**Exercise instructions**
The answer must be a single number: how many lines below contain "relationships".

**Records for the task**
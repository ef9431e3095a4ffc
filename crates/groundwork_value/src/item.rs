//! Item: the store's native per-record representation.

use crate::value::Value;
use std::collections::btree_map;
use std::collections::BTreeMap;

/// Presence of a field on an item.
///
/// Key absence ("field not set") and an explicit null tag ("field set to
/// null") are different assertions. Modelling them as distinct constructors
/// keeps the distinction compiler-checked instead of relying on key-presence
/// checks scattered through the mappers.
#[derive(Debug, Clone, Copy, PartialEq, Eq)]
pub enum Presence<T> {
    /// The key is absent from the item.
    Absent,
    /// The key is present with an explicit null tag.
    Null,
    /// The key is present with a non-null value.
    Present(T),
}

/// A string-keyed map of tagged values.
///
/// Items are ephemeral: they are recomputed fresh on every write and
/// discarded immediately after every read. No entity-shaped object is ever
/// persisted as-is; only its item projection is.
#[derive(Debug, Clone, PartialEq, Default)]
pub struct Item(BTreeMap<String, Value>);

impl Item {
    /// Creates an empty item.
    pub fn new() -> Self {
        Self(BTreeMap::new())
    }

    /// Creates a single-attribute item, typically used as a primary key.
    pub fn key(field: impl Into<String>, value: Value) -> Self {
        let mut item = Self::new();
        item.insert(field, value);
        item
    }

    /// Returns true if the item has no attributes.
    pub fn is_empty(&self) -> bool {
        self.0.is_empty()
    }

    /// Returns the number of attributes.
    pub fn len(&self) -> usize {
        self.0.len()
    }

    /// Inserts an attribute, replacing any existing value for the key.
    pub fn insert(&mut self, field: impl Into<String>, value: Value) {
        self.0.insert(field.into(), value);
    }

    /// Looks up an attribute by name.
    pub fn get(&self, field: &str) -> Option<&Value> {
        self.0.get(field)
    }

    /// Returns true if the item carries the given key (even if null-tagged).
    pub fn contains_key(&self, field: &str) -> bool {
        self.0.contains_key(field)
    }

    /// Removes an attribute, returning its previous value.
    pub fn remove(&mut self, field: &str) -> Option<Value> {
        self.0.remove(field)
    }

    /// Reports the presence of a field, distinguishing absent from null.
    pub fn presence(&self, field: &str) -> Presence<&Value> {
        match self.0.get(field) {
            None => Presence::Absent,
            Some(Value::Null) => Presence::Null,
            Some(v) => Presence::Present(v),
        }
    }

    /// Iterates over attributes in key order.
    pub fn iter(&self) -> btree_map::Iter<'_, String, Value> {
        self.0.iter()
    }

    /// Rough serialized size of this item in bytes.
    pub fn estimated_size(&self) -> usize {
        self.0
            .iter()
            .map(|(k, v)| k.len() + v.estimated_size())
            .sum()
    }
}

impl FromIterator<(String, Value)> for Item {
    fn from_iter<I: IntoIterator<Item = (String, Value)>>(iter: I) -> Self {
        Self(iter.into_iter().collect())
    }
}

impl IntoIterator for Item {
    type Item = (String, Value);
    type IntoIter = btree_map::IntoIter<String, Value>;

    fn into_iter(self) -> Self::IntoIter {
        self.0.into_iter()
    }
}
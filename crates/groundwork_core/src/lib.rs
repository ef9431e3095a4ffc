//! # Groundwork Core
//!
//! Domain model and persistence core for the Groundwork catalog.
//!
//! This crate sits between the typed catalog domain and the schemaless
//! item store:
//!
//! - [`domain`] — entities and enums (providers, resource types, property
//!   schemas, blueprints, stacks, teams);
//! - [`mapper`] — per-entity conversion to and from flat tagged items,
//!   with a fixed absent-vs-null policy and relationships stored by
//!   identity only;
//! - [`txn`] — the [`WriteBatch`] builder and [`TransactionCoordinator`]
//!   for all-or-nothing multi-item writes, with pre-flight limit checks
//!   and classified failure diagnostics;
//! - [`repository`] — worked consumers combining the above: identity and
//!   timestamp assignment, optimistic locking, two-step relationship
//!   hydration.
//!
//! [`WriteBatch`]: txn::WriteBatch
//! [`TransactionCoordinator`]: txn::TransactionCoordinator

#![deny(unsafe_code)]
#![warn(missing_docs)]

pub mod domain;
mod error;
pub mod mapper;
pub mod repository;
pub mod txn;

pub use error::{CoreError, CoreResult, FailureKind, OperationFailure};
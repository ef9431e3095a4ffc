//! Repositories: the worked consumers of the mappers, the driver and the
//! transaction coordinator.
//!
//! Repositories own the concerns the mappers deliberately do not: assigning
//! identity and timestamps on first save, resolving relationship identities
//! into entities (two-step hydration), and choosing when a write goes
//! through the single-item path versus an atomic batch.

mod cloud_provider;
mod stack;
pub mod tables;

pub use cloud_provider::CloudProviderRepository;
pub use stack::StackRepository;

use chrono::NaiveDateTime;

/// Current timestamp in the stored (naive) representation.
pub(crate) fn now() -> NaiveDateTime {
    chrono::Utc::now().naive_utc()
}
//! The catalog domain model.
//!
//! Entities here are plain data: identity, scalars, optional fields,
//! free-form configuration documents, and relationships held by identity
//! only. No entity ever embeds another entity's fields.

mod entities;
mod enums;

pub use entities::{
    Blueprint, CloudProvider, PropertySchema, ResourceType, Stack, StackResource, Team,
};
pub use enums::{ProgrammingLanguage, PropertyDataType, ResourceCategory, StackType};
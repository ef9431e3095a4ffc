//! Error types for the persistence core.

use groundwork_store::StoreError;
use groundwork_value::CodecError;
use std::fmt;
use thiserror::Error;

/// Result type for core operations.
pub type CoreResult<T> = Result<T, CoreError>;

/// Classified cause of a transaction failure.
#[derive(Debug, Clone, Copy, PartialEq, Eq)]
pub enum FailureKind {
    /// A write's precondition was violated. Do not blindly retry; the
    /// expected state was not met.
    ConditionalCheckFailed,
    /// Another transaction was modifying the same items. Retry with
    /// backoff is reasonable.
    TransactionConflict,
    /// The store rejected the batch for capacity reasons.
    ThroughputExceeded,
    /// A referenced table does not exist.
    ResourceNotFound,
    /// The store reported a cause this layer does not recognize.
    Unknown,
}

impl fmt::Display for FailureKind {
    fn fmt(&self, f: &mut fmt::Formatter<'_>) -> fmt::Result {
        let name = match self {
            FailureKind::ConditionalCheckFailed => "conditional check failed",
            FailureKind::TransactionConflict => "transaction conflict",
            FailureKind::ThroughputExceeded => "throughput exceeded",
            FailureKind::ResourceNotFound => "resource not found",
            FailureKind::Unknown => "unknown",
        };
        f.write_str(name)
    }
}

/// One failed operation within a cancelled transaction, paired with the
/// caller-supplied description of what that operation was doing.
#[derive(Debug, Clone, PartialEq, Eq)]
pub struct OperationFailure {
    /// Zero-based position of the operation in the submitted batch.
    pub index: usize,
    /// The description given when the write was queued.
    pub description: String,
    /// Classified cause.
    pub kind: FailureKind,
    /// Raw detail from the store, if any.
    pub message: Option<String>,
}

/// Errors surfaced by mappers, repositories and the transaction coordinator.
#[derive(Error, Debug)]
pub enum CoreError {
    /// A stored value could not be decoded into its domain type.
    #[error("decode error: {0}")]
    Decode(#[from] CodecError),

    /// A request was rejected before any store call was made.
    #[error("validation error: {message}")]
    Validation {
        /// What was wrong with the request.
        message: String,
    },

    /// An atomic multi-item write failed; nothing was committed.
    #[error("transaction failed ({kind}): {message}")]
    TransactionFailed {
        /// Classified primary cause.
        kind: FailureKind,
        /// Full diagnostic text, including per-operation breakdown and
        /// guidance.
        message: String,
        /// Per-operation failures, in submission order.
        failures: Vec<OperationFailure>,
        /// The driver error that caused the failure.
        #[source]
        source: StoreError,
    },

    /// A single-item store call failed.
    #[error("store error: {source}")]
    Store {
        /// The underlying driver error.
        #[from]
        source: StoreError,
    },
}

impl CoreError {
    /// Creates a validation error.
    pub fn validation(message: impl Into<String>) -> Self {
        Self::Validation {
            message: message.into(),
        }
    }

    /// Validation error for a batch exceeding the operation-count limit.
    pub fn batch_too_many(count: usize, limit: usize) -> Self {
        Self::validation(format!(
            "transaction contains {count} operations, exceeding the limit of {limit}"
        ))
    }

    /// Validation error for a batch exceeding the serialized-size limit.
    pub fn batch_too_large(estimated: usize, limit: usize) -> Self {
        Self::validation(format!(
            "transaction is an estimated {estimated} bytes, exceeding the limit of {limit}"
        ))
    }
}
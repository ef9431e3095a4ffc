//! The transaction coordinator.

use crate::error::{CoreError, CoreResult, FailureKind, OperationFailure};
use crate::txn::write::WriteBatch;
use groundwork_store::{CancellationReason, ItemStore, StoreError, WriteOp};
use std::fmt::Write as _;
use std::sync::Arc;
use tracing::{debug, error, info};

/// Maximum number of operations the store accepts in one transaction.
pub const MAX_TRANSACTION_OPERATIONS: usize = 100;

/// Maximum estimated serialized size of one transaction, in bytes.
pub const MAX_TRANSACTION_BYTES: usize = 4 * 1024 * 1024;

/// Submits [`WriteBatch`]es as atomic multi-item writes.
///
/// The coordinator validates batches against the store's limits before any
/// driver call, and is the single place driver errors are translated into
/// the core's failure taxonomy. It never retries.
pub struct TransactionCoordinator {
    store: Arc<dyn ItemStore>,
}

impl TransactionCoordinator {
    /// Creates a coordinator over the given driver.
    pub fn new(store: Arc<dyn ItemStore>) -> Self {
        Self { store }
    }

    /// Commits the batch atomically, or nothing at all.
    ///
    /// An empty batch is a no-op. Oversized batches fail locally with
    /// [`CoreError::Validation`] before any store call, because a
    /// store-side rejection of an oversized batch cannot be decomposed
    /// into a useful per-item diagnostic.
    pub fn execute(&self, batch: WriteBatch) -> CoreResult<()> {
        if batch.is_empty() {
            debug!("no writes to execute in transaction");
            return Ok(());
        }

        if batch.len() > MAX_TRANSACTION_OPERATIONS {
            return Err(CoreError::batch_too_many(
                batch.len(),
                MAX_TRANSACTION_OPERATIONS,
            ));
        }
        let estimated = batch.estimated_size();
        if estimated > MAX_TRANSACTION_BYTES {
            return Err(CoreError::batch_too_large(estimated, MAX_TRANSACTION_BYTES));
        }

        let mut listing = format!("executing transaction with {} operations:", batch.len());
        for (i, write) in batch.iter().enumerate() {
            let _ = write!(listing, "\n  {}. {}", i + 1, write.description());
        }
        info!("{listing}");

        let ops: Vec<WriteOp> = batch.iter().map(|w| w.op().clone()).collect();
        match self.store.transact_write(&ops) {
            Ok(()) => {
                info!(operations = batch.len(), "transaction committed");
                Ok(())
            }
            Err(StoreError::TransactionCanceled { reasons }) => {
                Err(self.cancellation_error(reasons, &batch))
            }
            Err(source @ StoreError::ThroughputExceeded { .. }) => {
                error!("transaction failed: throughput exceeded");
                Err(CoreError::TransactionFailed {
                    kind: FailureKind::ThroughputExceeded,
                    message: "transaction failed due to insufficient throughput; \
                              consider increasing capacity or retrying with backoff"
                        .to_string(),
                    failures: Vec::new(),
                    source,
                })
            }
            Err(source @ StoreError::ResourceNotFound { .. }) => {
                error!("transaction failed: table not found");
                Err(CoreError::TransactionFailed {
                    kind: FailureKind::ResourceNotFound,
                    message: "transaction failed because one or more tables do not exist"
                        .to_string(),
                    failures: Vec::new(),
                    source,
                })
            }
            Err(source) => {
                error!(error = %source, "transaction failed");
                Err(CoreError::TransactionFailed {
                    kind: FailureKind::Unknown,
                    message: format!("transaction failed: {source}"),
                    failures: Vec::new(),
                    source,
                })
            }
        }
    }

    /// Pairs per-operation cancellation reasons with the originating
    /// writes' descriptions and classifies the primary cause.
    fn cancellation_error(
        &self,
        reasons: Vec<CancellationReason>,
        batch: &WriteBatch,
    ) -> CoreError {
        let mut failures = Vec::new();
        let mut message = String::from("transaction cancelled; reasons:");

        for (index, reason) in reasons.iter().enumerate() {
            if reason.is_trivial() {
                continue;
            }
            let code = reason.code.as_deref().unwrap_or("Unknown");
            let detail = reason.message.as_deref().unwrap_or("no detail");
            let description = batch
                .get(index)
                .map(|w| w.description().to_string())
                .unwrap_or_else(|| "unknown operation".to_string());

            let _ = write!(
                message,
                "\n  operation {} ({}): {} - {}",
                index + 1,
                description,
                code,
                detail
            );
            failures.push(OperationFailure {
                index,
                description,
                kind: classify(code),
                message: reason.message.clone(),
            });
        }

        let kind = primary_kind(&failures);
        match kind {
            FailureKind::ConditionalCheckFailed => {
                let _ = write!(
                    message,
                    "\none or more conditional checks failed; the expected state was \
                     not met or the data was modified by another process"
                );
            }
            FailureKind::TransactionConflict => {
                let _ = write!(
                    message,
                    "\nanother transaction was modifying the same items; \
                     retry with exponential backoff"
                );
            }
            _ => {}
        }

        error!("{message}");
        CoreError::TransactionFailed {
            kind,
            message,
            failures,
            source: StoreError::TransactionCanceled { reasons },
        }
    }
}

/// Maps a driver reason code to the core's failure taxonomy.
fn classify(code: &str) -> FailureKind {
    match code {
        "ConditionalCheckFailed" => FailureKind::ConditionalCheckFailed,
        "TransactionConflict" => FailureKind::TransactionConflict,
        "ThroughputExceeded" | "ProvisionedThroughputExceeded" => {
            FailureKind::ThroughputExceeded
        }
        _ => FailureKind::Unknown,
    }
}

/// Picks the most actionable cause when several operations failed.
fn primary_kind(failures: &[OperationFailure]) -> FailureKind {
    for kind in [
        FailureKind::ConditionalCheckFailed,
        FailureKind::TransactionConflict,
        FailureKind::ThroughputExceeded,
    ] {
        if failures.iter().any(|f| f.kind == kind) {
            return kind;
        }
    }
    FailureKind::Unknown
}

**Written solution**
2